§ What you have to do:
Please copy out all lines of the entries that contain the word "utils".

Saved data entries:
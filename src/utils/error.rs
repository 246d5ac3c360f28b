// src/utils/error.rs
use thiserror::Error;

// Define specific error types for different parts of the application
#[derive(Error, Debug)]
pub enum ExtractError {
    #[error("Document is not valid {0}")]
    Encoding(&'static str),

    #[error("XML parsing error: {0}")]
    XmlParse(#[from] roxmltree::Error),
}

#[derive(Error, Debug)]
pub enum LoadError {
    #[error("I/O error reading {path}: {source}")]
    Io {
        path: String,
        #[source]
        source: std::io::Error,
    },

    #[error("Archive error in {path}: {source}")]
    Archive {
        path: String,
        #[source]
        source: zip::result::ZipError,
    },
}

#[derive(Error, Debug)]
pub enum StorageError {
    #[error("I/O error: {0}")]
    IoError(#[from] std::io::Error),

    #[error("CSV error: {0}")]
    CsvError(#[from] csv::Error),

    #[error("Serialization error: {0}")]
    SerializationError(String),
}

#[derive(Error, Debug)]
pub enum AppError {
    #[error("Configuration error: {0}")]
    Config(String),

    #[error("Input loading failed: {0}")]
    Load(#[from] LoadError),

    #[error("Storage error: {0}")]
    Storage(#[from] StorageError),

    #[error("Data processing failed: {0}")]
    Processing(String),
}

§ Result for this task:
filename src/utils/error.rs
// src/utils/error.rs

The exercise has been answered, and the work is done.